Otto Schwake, PhD, Department of Civil and Environmental Engineering at Virginia Tech, lead researcher from the Flint Water Study team, explains how metals affect the growth of Legionella.

Interview Transcript (slightly modified for readability)

“One of our original ideas in the core of our hypothesis for a grant we put together and received, related to Legionella in Flint, was that corrosive water would interact with iron pipes [and] would leach iron into the water. Legionella have high requirements for iron [and] normally they do a good job of getting inside a host cell, like an amoeba, or a human macrophage. They can leach iron straight from the host, but without that, they have a high requirement for it that makes it a little tricky for them to, not survive, but, grow without the presence of high iron.

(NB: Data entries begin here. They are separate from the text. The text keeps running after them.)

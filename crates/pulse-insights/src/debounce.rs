use std::time::Duration;

use tokio::sync::mpsc;
use tracing::trace;

/// Quiet period before a search box change triggers a fetch.
pub const SEARCH_DEBOUNCE: Duration = Duration::from_millis(300);

/// Quiet period before a username availability lookup.
pub const USERNAME_DEBOUNCE: Duration = Duration::from_millis(500);

/// Latest-wins delayed commit for one input field.
///
/// Every `push` restarts the window. When the field has been quiet for
/// `delay`, the most recent value is emitted on the receiver returned by
/// `new`. Dropping the handle flushes a pending value and stops the task.
/// One debouncer per field; they share no timers.
pub struct Debouncer<T> {
    input: mpsc::UnboundedSender<T>,
}

impl<T: Send + 'static> Debouncer<T> {
    pub fn new(delay: Duration) -> (Self, mpsc::Receiver<T>) {
        let (input, input_rx) = mpsc::unbounded_channel();
        let (output, output_rx) = mpsc::channel(16);
        tokio::spawn(run(input_rx, output, delay));
        (Self { input }, output_rx)
    }

    /// Returns false once the consumer side has gone away.
    pub fn push(&self, value: T) -> bool {
        self.input.send(value).is_ok()
    }
}

async fn run<T>(mut input: mpsc::UnboundedReceiver<T>, output: mpsc::Sender<T>, delay: Duration) {
    let mut pending: Option<T> = None;

    loop {
        match pending.take() {
            None => match input.recv().await {
                Some(value) => pending = Some(value),
                None => break,
            },
            Some(value) => {
                tokio::select! {
                    next = input.recv() => match next {
                        Some(newer) => {
                            trace!("Debounce window restarted");
                            pending = Some(newer);
                        }
                        None => {
                            let _ = output.send(value).await;
                            break;
                        }
                    },
                    _ = tokio::time::sleep(delay) => {
                        if output.send(value).await.is_err() {
                            break;
                        }
                    }
                }
            }
        }
    }
}
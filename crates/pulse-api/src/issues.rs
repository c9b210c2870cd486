use axum::{
    Extension, Json,
    extract::{Path, Query, State},
    http::StatusCode,
    response::IntoResponse,
};
use chrono::Utc;
use serde::Deserialize;
use uuid::Uuid;

use pulse_db::format_ts;
use pulse_db::models::IssueRow;
use pulse_types::api::{Claims, NewIssue, UpdateIssue};
use pulse_types::events::GatewayEvent;
use pulse_types::models::Issue;

use crate::auth::{AppState, current_user};
use crate::error::{ApiError, blocking};

const ISSUE_TITLE_MAX: usize = 200;
const MAX_ISSUES: u32 = 500;

#[derive(Debug, Deserialize)]
pub struct IssueListQuery {
    #[serde(default = "default_limit")]
    pub limit: u32,
}

fn default_limit() -> u32 {
    100
}

fn clean_title(raw: &str) -> Result<String, ApiError> {
    let title = raw.trim();
    if title.is_empty() {
        return Err(ApiError::validation("issue_title", "Issue title is required"));
    }
    if title.chars().count() > ISSUE_TITLE_MAX {
        return Err(ApiError::validation("issue_title", "Issue title must be at most 200 characters"));
    }
    Ok(title.to_string())
}

pub async fn list_issues(
    State(state): State<AppState>,
    Extension(claims): Extension<Claims>,
    Query(query): Query<IssueListQuery>,
) -> Result<Json<Vec<Issue>>, ApiError> {
    let owner = current_user(&state, &claims).await?;
    let limit = query.limit.min(MAX_ISSUES);

    let db = state.clone();
    let rows = blocking(move || db.db.list_issues(&owner.username, limit)).await?;
    Ok(Json(rows.into_iter().map(IssueRow::into_issue).collect()))
}

pub async fn create_issue(
    State(state): State<AppState>,
    Extension(claims): Extension<Claims>,
    Json(req): Json<NewIssue>,
) -> Result<impl IntoResponse, ApiError> {
    let issue_title = clean_title(&req.issue_title)?;
    let owner = current_user(&state, &claims).await?;

    let row = IssueRow {
        id: Uuid::new_v4().to_string(),
        username: owner.username,
        issue_title,
        created_at: format_ts(Utc::now()),
    };
    let db = state.clone();
    let insert = row.clone();
    blocking(move || db.db.insert_issue(&insert)).await?;

    let issue = row.into_issue();
    state.dispatcher.broadcast(GatewayEvent::IssueCreate {
        owner_id: claims.sub,
        issue: issue.clone(),
    });

    Ok((StatusCode::CREATED, Json(issue)))
}

pub async fn update_issue(
    State(state): State<AppState>,
    Extension(claims): Extension<Claims>,
    Path(id): Path<Uuid>,
    Json(req): Json<UpdateIssue>,
) -> Result<Json<Issue>, ApiError> {
    let issue_title = clean_title(&req.issue_title)?;
    let owner = current_user(&state, &claims).await?;

    let db = state.clone();
    let row = blocking(move || db.db.update_issue_title(&owner.username, &id.to_string(), &issue_title))
        .await?
        .ok_or(ApiError::NotFound)?;
    Ok(Json(row.into_issue()))
}

pub async fn delete_issue(
    State(state): State<AppState>,
    Extension(claims): Extension<Claims>,
    Path(id): Path<Uuid>,
) -> Result<StatusCode, ApiError> {
    let owner = current_user(&state, &claims).await?;

    let db = state.clone();
    let deleted = blocking(move || db.db.delete_issue(&owner.username, &id.to_string())).await?;
    if !deleted {
        return Err(ApiError::NotFound);
    }
    Ok(StatusCode::NO_CONTENT)
}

We have this idea that leaching of iron caused by the corrosive water in Flint would make it easier for Legionella to survive or grow. This is where it gets a little complicated; it’s not as straightforward as that. Basically, when we looked before, in [the] fall, we had high levels compared to 'normal' drinking water [levels] of iron throughout the city, [in] small buildings [and] large buildings, you know a little variable, but [there were] relatively high levels of iron, like we had predicted. But, when we tried to correlate concentrations of Legionella with concentrations of iron, we couldn’t establish a connection. So in some buildings, we actually saw that as iron went up, Legionella numbers actually went down, so counterintuitive to our prediction.

But we think that there might be some other factors in play. In water, you have a rich environment, a microbial community, and there’s a lot of microbes competing for iron and different microbes have different tolerances for iron, not just for use. Also at some point iron becomes toxic. We think there might be a nonlinear phasic relationship where when iron hits a threshold, Legionella might be able to use it or in the absence of a non-competing organism, iron might be able to have this impact on Legionella, this positive impact [that] we predicted. So, we’re really going to be focusing in on that and trying to look more at different physiochemical factors in addition to iron to see if we can solve the puzzle of why Legionella and iron didn’t quite mesh like we thought [they] would.

It's widely thought, it’s been reported in a number of studies, very anecdotal, [and] we talked to a lot of building architects or engineers [who said] 'use copper plumbing, it’s antibacterial.' It’s, again, like everything in science, like everything in microbiology, it’s more complicated than that. Eventually what happens to most piping, most plumbing, [is that] it develops a layer of scales, so what’s in the plumbing doesn’t get into the water. Even copper piping at some point will stop introducing much copper into the water.

Personally, I’ve ran multiple experiments looking at this, and under the right conditions, Legionella interacts with copper plumbing almost exactly like PVC, an inert plumbing that’s thought to be conducive for Legionella. Still, many studies have shown that at least in new buildings or in certain conditions, copper plumbing can release copper particles into water that have some sort of impact on Legionella, [making] it difficult for them to survive in the water that’s going through the plumbing, but more importantly, to grow in biofilms growing on the copper. So again, that’s one of the metals [that] we were really focusing in on as we look for it in Flint.

Between fall 2015 and March this year, we saw a significant, not sure if its biologically relevant, but a significant and a definite increase in copper levels [in water]. So [that may be] another potential indicator of how the chemistry might be improving in the water in Flint.”